FOXA1 upregulation promotes enhancer and transcriptional reprogramming in endocrine-resistant breast cancer.

Proc Natl Acad Sci U S A 2019 Dec 11. Epub 2019 Dec 11.

Lester and Sue Smith Breast Center, Baylor College of Medicine, Houston, TX 77030;

Forkhead box A1 (FOXA1) is a pioneer factor that facilitates chromatin binding and function of lineage-specific and oncogenic transcription factors. Hyperactive FOXA1 signaling due to gene amplification or overexpression has been reported in estrogen receptor-positive (ER) endocrine-resistant metastatic breast cancer. However, the molecular mechanisms by which FOXA1 up-regulation promotes these processes and the key downstream targets of the FOXA1 oncogenic network remain elusive. Here, we demonstrate that FOXA1 overexpression in ER breast cancer cells drives genome-wide enhancer reprogramming to activate prometastatic transcriptional programs.
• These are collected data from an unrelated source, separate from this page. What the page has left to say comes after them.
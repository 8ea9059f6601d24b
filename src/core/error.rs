// SPDX-License-Identifier: Apache-2.0
// Copyright 2025 itsakeyfut
//
// Licensed under the Apache License, Version 2.0 (the "License");
// you may not use this file except in compliance with the License.
// You may obtain a copy of the License at
//
//     http://www.apache.org/licenses/LICENSE-2.0
//
// Unless required by applicable law or agreed to in writing, software
// distributed under the License is distributed on an "AS IS" BASIS,
// WITHOUT WARRANTIES OR CONDITIONS OF ANY KIND, either express or implied.
// See the License for the specific language governing permissions and
// limitations under the License.

//! Error types for the GS rendering backend
//!
//! All fallible operations in this crate return [`Result<T>`], an alias for
//! `Result<T, GsError>`.
//!
//! The error taxonomy is small on purpose: everything except capacity
//! handling (which is absorbed internally by the draw batcher) is fatal to
//! the current frame or to backend initialization. There is no partial retry
//! and no degraded continuation.

use thiserror::Error;

/// Errors produced by the GS rendering backend
#[derive(Debug, Error)]
pub enum GsError {
    /// A GPU object (buffer, image, pipeline, bind group) failed to create.
    ///
    /// Fatal; aborts backend initialization or the in-progress frame.
    #[error("failed to create GPU resource: {what}")]
    ResourceCreation {
        /// Description of the resource that failed to create
        what: String,
    },

    /// A format/capability combination has no implemented codec or blend path.
    ///
    /// Surfaced explicitly rather than silently producing wrong pixels.
    /// These are programmer-visible invariant violations, not user-recoverable
    /// errors.
    #[error("unsupported GS configuration: {what}")]
    UnsupportedConfiguration {
        /// Description of the unsupported combination
        what: String,
    },

    /// A GPU API call reported failure.
    ///
    /// Always fatal to the current frame. Carries the identity of the failing
    /// operation and the reported detail.
    #[error("backend operation '{op}' failed: {detail}")]
    Backend {
        /// Identity of the failing operation
        op: &'static str,
        /// Status / message reported by the GPU API
        detail: String,
    },

    /// The shader compiler rejected a generated program.
    #[error("shader compilation failed: {message}")]
    ShaderCompilation {
        /// Compiler diagnostic
        message: String,
    },
}

impl GsError {
    /// Shorthand for an [`GsError::UnsupportedConfiguration`] error
    pub fn unsupported(what: impl Into<String>) -> Self {
        Self::UnsupportedConfiguration { what: what.into() }
    }
}

/// Result type alias for GS backend operations
pub type Result<T> = std::result::Result<T, GsError>;
use backend::domain::leaderboard::{LeaderboardStore, LEADERBOARD_CAP};
use proptest::prelude::*;

proptest! {
    /// For any sequence of valid submissions the board never exceeds the
    /// cap and is always sorted ascending by score.
    #[test]
    fn board_stays_capped_and_sorted(
        scores in proptest::collection::vec(0i64..60_000, 0..40)
    ) {
        let mut store = LeaderboardStore::new();
        for (i, score) in scores.iter().enumerate() {
            let board = store.submit("player", *score, i as i64).expect("valid submit");
            prop_assert!(board.len() <= LEADERBOARD_CAP);
            prop_assert!(board.windows(2).all(|w| w[0].score <= w[1].score));
        }
    }

    /// The retained entries are exactly the smallest scores ever
    /// submitted; discarding never drops a best score.
    #[test]
    fn best_scores_are_never_discarded(
        scores in proptest::collection::vec(0i64..60_000, 1..40)
    ) {
        let mut store = LeaderboardStore::new();
        for (i, score) in scores.iter().enumerate() {
            store.submit("player", *score, i as i64).expect("valid submit");
        }

        let mut expected = scores.clone();
        expected.sort_unstable();
        expected.truncate(LEADERBOARD_CAP);

        let retained: Vec<i64> = store.snapshot().iter().map(|e| e.score).collect();
        prop_assert_eq!(retained, expected);
    }
}
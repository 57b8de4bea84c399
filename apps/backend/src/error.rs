use core::fmt;

use actix_web::error::ResponseError;
use actix_web::http::StatusCode;
use actix_web::HttpResponse;
use serde::Serialize;
use thiserror::Error;

/// Centralized error codes for the backend API.
///
/// This enum ensures type safety and prevents the use of ad-hoc error codes.
/// Each variant maps to a canonical SCREAMING_SNAKE_CASE string; the codes
/// appear in logs, while the HTTP body carries only the detail message.
#[derive(Debug, Clone, Copy, PartialEq, Eq, Hash)]
pub enum ErrorCode {
    /// Submit payload failed validation
    ValidationError,
    /// Malformed or unreadable request body
    BadRequest,
    /// Unexpected server-side failure
    Internal,
}

impl ErrorCode {
    pub fn as_str(&self) -> &'static str {
        match self {
            ErrorCode::ValidationError => "VALIDATION_ERROR",
            ErrorCode::BadRequest => "BAD_REQUEST",
            ErrorCode::Internal => "INTERNAL",
        }
    }
}

impl fmt::Display for ErrorCode {
    fn fmt(&self, f: &mut fmt::Formatter<'_>) -> fmt::Result {
        f.write_str(self.as_str())
    }
}

/// Wire shape for every error response: `{ "error": string }`.
#[derive(Serialize)]
struct ErrorBody {
    error: String,
}

#[derive(Error, Debug)]
pub enum AppError {
    #[error("Validation error: {detail}")]
    Validation { code: ErrorCode, detail: String },
    #[error("Bad request: {detail}")]
    BadRequest { code: ErrorCode, detail: String },
    #[error("Internal error: {detail}")]
    Internal { detail: String },
}

impl AppError {
    /// Error code for this variant (used in logs, not on the wire).
    pub fn code(&self) -> ErrorCode {
        match self {
            AppError::Validation { code, .. } => *code,
            AppError::BadRequest { code, .. } => *code,
            AppError::Internal { .. } => ErrorCode::Internal,
        }
    }

    /// Human-readable detail for this error.
    pub fn detail(&self) -> String {
        match self {
            AppError::Validation { detail, .. } => detail.clone(),
            AppError::BadRequest { detail, .. } => detail.clone(),
            AppError::Internal { detail } => detail.clone(),
        }
    }

    /// HTTP status code for this error.
    pub fn status(&self) -> StatusCode {
        match self {
            AppError::Validation { .. } => StatusCode::BAD_REQUEST,
            AppError::BadRequest { .. } => StatusCode::BAD_REQUEST,
            AppError::Internal { .. } => StatusCode::INTERNAL_SERVER_ERROR,
        }
    }

    pub fn invalid(code: ErrorCode, detail: impl Into<String>) -> Self {
        Self::Validation {
            code,
            detail: detail.into(),
        }
    }

    pub fn bad_request(code: ErrorCode, detail: impl Into<String>) -> Self {
        Self::BadRequest {
            code,
            detail: detail.into(),
        }
    }

    pub fn internal(detail: impl Into<String>) -> Self {
        Self::Internal {
            detail: detail.into(),
        }
    }
}

impl ResponseError for AppError {
    fn status_code(&self) -> StatusCode {
        self.status()
    }

    fn error_response(&self) -> HttpResponse {
        HttpResponse::build(self.status()).json(ErrorBody {
            error: self.detail(),
        })
    }
}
Up-regulated FOXA1 employs superenhancers (SEs) to synchronize transcriptional reprogramming in endocrine-resistant breast cancer cells, reflecting an early embryonic development process. We identify the hypoxia-inducible transcription factor hypoxia-inducible factor-2α (HIF-2α) as the top high FOXA1-induced SE target, mediating the impact of high FOXA1 in activating prometastatic gene sets and pathways associated with poor clinical outcome. Using clinical ER/HER2 metastatic breast cancer datasets, we show that the aberrant FOXA1/HIF-2α transcriptional axis is largely nonconcurrent with the mutations, suggesting different mechanisms of endocrine resistance and treatment strategies. We further demonstrate the selective efficacy of an HIF-2α antagonist, currently in clinical trials for advanced kidney cancer and recurrent glioblastoma, in reducing the clonogenicity, migration, and invasion of endocrine-resistant breast cancer cells expressing high FOXA1. Our study has uncovered high FOXA1-induced enhancer reprogramming and HIF-2α-dependent transcriptional programs as vulnerable targets for treating endocrine-resistant and metastatic breast cancer.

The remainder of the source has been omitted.